DEAR EDGE: I'm struggling to imagine the context in which people feel free to suggest you must reconcile with someone who is something of a danger to you. I'm not suggesting your sister is actually physically dangerous, but that this relationship is toxic and depleting and not good for you. Given what you report, the "amends" should be offered by her -- and it's up to you to accept (or not).

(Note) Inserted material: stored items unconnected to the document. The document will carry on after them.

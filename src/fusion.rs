// =============================================================================
// Fusion Engine (C6)
// =============================================================================
//
// Consumes every Signal published this cycle and produces exactly one
// FusedDecision plus the Trigger it gates. Weighting follows the teacher's
// regime-aware `WeightedScorer` shape (signals/weighted_score.rs): a base
// weight per signal, refined here by a timeframe-rank and constructive-
// interference modulation step the teacher's scorer does not need because
// it only ever scores one timeframe at a time.
// =============================================================================

use std::collections::HashMap;

use serde::{Deserialize, Serialize};

use crate::kalman::Regime;
use crate::signals::Signal;

/// Ascending rank per timeframe (1 = shortest). Fixed, configurable.
pub type TimeframeRanks = HashMap<String, u32>;

/// `alpha_regime` boost/penalty per regime, applied to base weights.
pub type AlphaRegimeMap = HashMap<Regime, f64>;

/// Regime-specific stop/target parameters.
#[derive(Debug, Clone, Copy, Serialize, Deserialize)]
pub struct RiskParams {
    pub r_pct: f64,
    pub multiple: f64,
}

/// Parameters consumed by [`FusionEngine::fuse`]. Construction-time
/// validation lives in `config.rs`; this type trusts its inputs.
#[derive(Debug, Clone)]
pub struct FusionConfig {
    pub tf_ranks: TimeframeRanks,
    pub alpha_regime: AlphaRegimeMap,
    pub beta: f64,
    pub gamma: f64,
    pub n_ref: f64,
    pub tau_enter: f64,
    pub mu_enter: f64,
    pub global_risk_scalar: f64,
    pub risk_by_regime: HashMap<Regime, RiskParams>,
}

/// One fused cross-timeframe decision for one update cycle.
#[derive(Debug, Clone, Serialize, Deserialize)]
pub struct FusedDecision {
    pub direction: i8,
    pub magnitude: f64,
    pub confidence: f64,
    pub coherence: f64,
    pub regime: Regime,
    pub ts: i64,
    pub contributing_sources: Vec<String>,
}

#[derive(Debug, Clone, Copy, PartialEq, Eq, Serialize, Deserialize)]
pub enum TriggerAction {
    EnterLong,
    EnterShort,
    Exit,
    Hold,
}

/// A downstream-facing action directive.
#[derive(Debug, Clone, Copy, Serialize, Deserialize)]
pub struct Trigger {
    pub action: TriggerAction,
    pub price_ref: f64,
    pub stop_level: f64,
    pub target_level: f64,
    pub size_fraction: f64,
}

/// Current open-position state, tracked by the Fusion Engine so it can gate
/// exits before opposite entries (§4.6 step 5, §8 scenario 2).
#[derive(Debug, Clone, Copy, PartialEq, Eq, Serialize, Deserialize)]
pub enum Position {
    Flat,
    Long,
    Short,
}

/// Majority regime across active timeframes, ties broken by the
/// lexicographically smallest timeframe label for determinism.
fn dominant_regime(regimes: &HashMap<String, Regime>) -> Regime {
    let mut labels: Vec<&String> = regimes.keys().collect();
    labels.sort();
    let mut counts: HashMap<Regime, usize> = HashMap::new();
    for label in &labels {
        *counts.entry(regimes[*label]).or_insert(0) += 1;
    }
    labels
        .into_iter()
        .map(|l| regimes[l])
        .max_by_key(|r| counts[r])
        .unwrap_or(Regime::Stable)
}

pub struct FusionEngine {
    config: FusionConfig,
    position: Position,
}

impl FusionEngine {
    pub fn new(config: FusionConfig) -> Self {
        Self {
            config,
            position: Position::Flat,
        }
    }

    pub fn position(&self) -> Position {
        self.position
    }

    fn rank(&self, timeframe: &str) -> u32 {
        self.config.tf_ranks.get(timeframe).copied().unwrap_or(1)
    }

    /// Weighted mean of `direction * strength * confidence` across all
    /// signals at a single higher timeframe, clipped to [-1, 1].
    fn agg_direction(signals: &[&Signal]) -> f64 {
        if signals.is_empty() {
            return 0.0;
        }
        let sum: f64 = signals
            .iter()
            .map(|s| s.direction as f64 * s.strength * s.confidence)
            .sum();
        (sum / signals.len() as f64).clamp(-1.0, 1.0)
    }

    /// Fuse every signal published this cycle into one decision and the
    /// trigger it gates.
    pub fn fuse(
        &mut self,
        signals: &[Signal],
        regimes: &HashMap<String, Regime>,
        coherence: f64,
        price_ref: f64,
        ts: i64,
    ) -> (FusedDecision, Trigger) {
        let regime = dominant_regime(regimes);

        if signals.is_empty() {
            let decision = FusedDecision {
                direction: 0,
                magnitude: 0.0,
                confidence: 0.0,
                coherence,
                regime,
                ts,
                contributing_sources: Vec::new(),
            };
            let trigger = self.gate(&decision, price_ref);
            return (decision, trigger);
        }

        let alpha = self.config.alpha_regime.get(&regime).copied().unwrap_or(0.0);

        // Step 1: base weights.
        let mut weights: Vec<f64> = signals
            .iter()
            .map(|s| s.confidence * (1.0 + alpha * self.rank(&s.timeframe) as f64))
            .collect();

        // Step 2: constructive-interference modulation from strictly higher
        // timeframes.
        for (i, s) in signals.iter().enumerate() {
            let own_rank = self.rank(&s.timeframe);
            let mut modulation = 1.0;
            let mut higher_ranks: Vec<u32> = signals
                .iter()
                .map(|o| self.rank(&o.timeframe))
                .filter(|r| *r > own_rank)
                .collect();
            higher_ranks.sort_unstable();
            higher_ranks.dedup();

            for hi_rank in higher_ranks {
                let hi_signals: Vec<&Signal> = signals
                    .iter()
                    .filter(|o| self.rank(&o.timeframe) == hi_rank)
                    .collect();
                let agg = Self::agg_direction(&hi_signals);
                let tf_distance = (hi_rank - own_rank) as f64;
                modulation *= 1.0 + self.config.beta / (1.0 + self.config.gamma * tf_distance) * agg.abs();
            }

            weights[i] *= modulation;
        }

        // Step 3: weighted aggregation.
        let total_weight: f64 = weights.iter().sum();
        let raw: f64 = signals
            .iter()
            .zip(weights.iter())
            .map(|(s, w)| w * s.direction as f64 * s.strength)
            .sum();

        let direction = if raw > 0.0 {
            1
        } else if raw < 0.0 {
            -1
        } else {
            0
        };
        let magnitude = if total_weight.abs() > f64::EPSILON {
            (raw.abs() / total_weight).clamp(0.0, 1.0)
        } else {
            0.0
        };

        // Step 4: confidence.
        let mean_conf = if total_weight.abs() > f64::EPSILON {
            signals
                .iter()
                .zip(weights.iter())
                .map(|(s, w)| w * s.confidence)
                .sum::<f64>()
                / total_weight
        } else {
            0.0
        };
        let sample_factor = (signals.len() as f64 / self.config.n_ref).min(1.0);
        let fused_confidence = (mean_conf * coherence.max(0.0).sqrt() * sample_factor).clamp(0.0, 1.0);

        let decision = FusedDecision {
            direction,
            magnitude,
            confidence: fused_confidence,
            coherence,
            regime,
            ts,
            contributing_sources: signals.iter().map(|s| s.timeframe.clone()).collect(),
        };

        let trigger = self.gate(&decision, price_ref);
        (decision, trigger)
    }

    /// Step 5: trigger generation, threshold-gated and position-aware.
    fn gate(&mut self, decision: &FusedDecision, price_ref: f64) -> Trigger {
        let below_threshold =
            decision.confidence < self.config.tau_enter || decision.magnitude < self.config.mu_enter;

        let action = if below_threshold || decision.direction == 0 {
            TriggerAction::Hold
        } else {
            let opposite = matches!(
                (self.position, decision.direction),
                (Position::Long, -1) | (Position::Short, 1)
            );
            if opposite {
                TriggerAction::Exit
            } else if self.position == Position::Flat {
                if decision.direction == 1 {
                    TriggerAction::EnterLong
                } else {
                    TriggerAction::EnterShort
                }
            } else {
                TriggerAction::Hold
            }
        };

        match action {
            TriggerAction::EnterLong => self.position = Position::Long,
            TriggerAction::EnterShort => self.position = Position::Short,
            TriggerAction::Exit => self.position = Position::Flat,
            TriggerAction::Hold => {}
        }

        let size_fraction = if matches!(action, TriggerAction::EnterLong | TriggerAction::EnterShort) {
            (decision.magnitude * decision.confidence).clamp(0.0, 1.0) * self.config.global_risk_scalar
        } else {
            0.0
        };

        let risk = self
            .config
            .risk_by_regime
            .get(&decision.regime)
            .copied()
            .unwrap_or(RiskParams { r_pct: 0.005, multiple: 2.5 });

        let (stop_level, target_level) = match action {
            TriggerAction::EnterLong => (
                price_ref * (1.0 - risk.r_pct),
                price_ref * (1.0 + risk.r_pct * risk.multiple),
            ),
            TriggerAction::EnterShort => (
                price_ref * (1.0 + risk.r_pct),
                price_ref * (1.0 - risk.r_pct * risk.multiple),
            ),
            _ => (price_ref, price_ref),
        };

        Trigger {
            action,
            price_ref,
            stop_level,
            target_level,
            size_fraction: size_fraction.clamp(0.0, 1.0),
        }
    }
}

// =============================================================================
// Tests
// =============================================================================
#[cfg(test)]
mod tests {
    use super::*;

    fn base_config() -> FusionConfig {
        let mut tf_ranks = HashMap::new();
        tf_ranks.insert("1m".to_string(), 1);
        tf_ranks.insert("5m".to_string(), 2);

        let mut alpha_regime = HashMap::new();
        alpha_regime.insert(Regime::Trending, 0.2);
        alpha_regime.insert(Regime::Volatile, -0.2);
        alpha_regime.insert(Regime::Stable, 0.0);
        alpha_regime.insert(Regime::MeanReverting, 0.0);

        let mut risk_by_regime = HashMap::new();
        risk_by_regime.insert(
            Regime::Trending,
            RiskParams {
                r_pct: 0.005,
                multiple: 2.5,
            },
        );
        risk_by_regime.insert(
            Regime::Volatile,
            RiskParams {
                r_pct: 0.003,
                multiple: 2.5,
            },
        );

        FusionConfig {
            tf_ranks,
            alpha_regime,
            beta: 0.1,
            gamma: 0.5,
            n_ref: 5.0,
            tau_enter: 0.3,
            mu_enter: 0.2,
            global_risk_scalar: 1.0,
            risk_by_regime,
        }
    }

    fn signal(tf: &str, direction: i8, strength: f64, confidence: f64) -> Signal {
        Signal::new(tf, direction, strength, confidence, 1_000)
    }

    fn regimes(r: Regime) -> HashMap<String, Regime> {
        let mut m = HashMap::new();
        m.insert("1m".to_string(), r);
        m.insert("5m".to_string(), r);
        m
    }

    #[test]
    fn no_signals_yields_hold() {
        let mut engine = FusionEngine::new(base_config());
        let (decision, trigger) = engine.fuse(&[], &HashMap::new(), 0.0, 100.0, 1_000);
        assert_eq!(decision.direction, 0);
        assert_eq!(trigger.action, TriggerAction::Hold);
    }

    #[test]
    fn strong_agreeing_signals_enter_long() {
        let mut engine = FusionEngine::new(base_config());
        let signals = vec![
            signal("1m", 1, 0.9, 0.9),
            signal("5m", 1, 0.9, 0.9),
        ];
        let (decision, trigger) = engine.fuse(&signals, &regimes(Regime::Trending), 0.95, 100.0, 1_000);
        assert_eq!(decision.direction, 1);
        assert_eq!(trigger.action, TriggerAction::EnterLong);
        assert!(trigger.stop_level < 100.0);
        assert!(trigger.target_level > 100.0);
        assert_eq!(engine.position(), Position::Long);
    }

    #[test]
    fn exit_precedes_opposite_entry() {
        let mut engine = FusionEngine::new(base_config());
        let longs = vec![signal("1m", 1, 0.9, 0.9), signal("5m", 1, 0.9, 0.9)];
        let (_, t1) = engine.fuse(&longs, &regimes(Regime::Trending), 0.95, 100.0, 1_000);
        assert_eq!(t1.action, TriggerAction::EnterLong);

        let shorts = vec![signal("1m", -1, 0.9, 0.9), signal("5m", -1, 0.9, 0.9)];
        let (_, t2) = engine.fuse(&shorts, &regimes(Regime::Trending), 0.95, 90.0, 2_000);
        assert_eq!(t2.action, TriggerAction::Exit);
        assert_eq!(engine.position(), Position::Flat);

        let (_, t3) = engine.fuse(&shorts, &regimes(Regime::Trending), 0.95, 90.0, 3_000);
        assert_eq!(t3.action, TriggerAction::EnterShort);
    }

    #[test]
    fn below_threshold_confidence_holds() {
        let mut engine = FusionEngine::new(base_config());
        let weak = vec![signal("1m", 1, 0.1, 0.1), signal("5m", 1, 0.1, 0.1)];
        let (decision, trigger) = engine.fuse(&weak, &regimes(Regime::Stable), 0.3, 100.0, 1_000);
        assert!(decision.confidence < 0.3 || decision.magnitude < 0.2);
        assert_eq!(trigger.action, TriggerAction::Hold);
    }

    #[test]
    fn fused_outputs_stay_within_unit_range() {
        let mut engine = FusionEngine::new(base_config());
        let signals = vec![signal("1m", 1, 1.0, 1.0), signal("5m", -1, 1.0, 1.0)];
        let (decision, _) = engine.fuse(&signals, &regimes(Regime::Trending), 1.0, 100.0, 1_000);
        assert!((0.0..=1.0).contains(&decision.magnitude));
        assert!((0.0..=1.0).contains(&decision.confidence));
        assert!((0.0..=1.0).contains(&decision.coherence));
        assert!((-1..=1).contains(&decision.direction));
    }

    #[test]
    fn higher_timeframe_agreement_boosts_lower_timeframe_weight() {
        let mut engine = FusionEngine::new(base_config());
        let agreeing = vec![signal("1m", 1, 0.5, 0.8), signal("5m", 1, 0.9, 0.9)];
        let (agree_decision, _) = engine.fuse(&agreeing, &regimes(Regime::Trending), 0.9, 100.0, 1_000);

        let mut engine2 = FusionEngine::new(base_config());
        let disagreeing = vec![signal("1m", 1, 0.5, 0.8), signal("5m", -1, 0.9, 0.9)];
        let (disagree_decision, _) = engine2.fuse(&disagreeing, &regimes(Regime::Trending), 0.9, 100.0, 1_000);

        assert!(agree_decision.magnitude >= disagree_decision.magnitude);
    }
}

If you don't discuss your sister (or your relationship with her) openly, then people will not be prompted to weigh in. If people suggest or insist you make amends (unprompted), then you don't need to justify -- or even respond. If you want, you can say, "I hear what you're saying, but I don't want to discuss this with you."

 

DEAR AMY: Your answer to "Uncomfortable" was way off the mark. Her new boss had arranged for employees to go to a "raunchy" movie as a "team-building" event. You suggested she attend but excuse herself, skip the movie and go out with the group afterward. Are you serious? I had a boss like that, and he turned out to be a sexual pervert. She should say, "I'm sorry, Mr. X, but when I signed up for this event, I didn't know what movie we were seeing. I don't enjoy that type of film but will be happy to reimburse you for my ticket." He might try to laugh it off or make her feel like an outsider. Don't buy into it.--Been There

DEAR BEEN THERE: I appreciate your take on this. "Uncomfortable" said she was a brand-new employee; she had already agreed to attend this event and was concerned about being labeled by her boss and co-workers.

Your advice is completely sound and is the ideal response. However, realistically, given the current employment climate and the fact that she was a new hire, I tried to offer a way for her to deflect this issue until she had more grounding and knew who (and what) she was dealing with.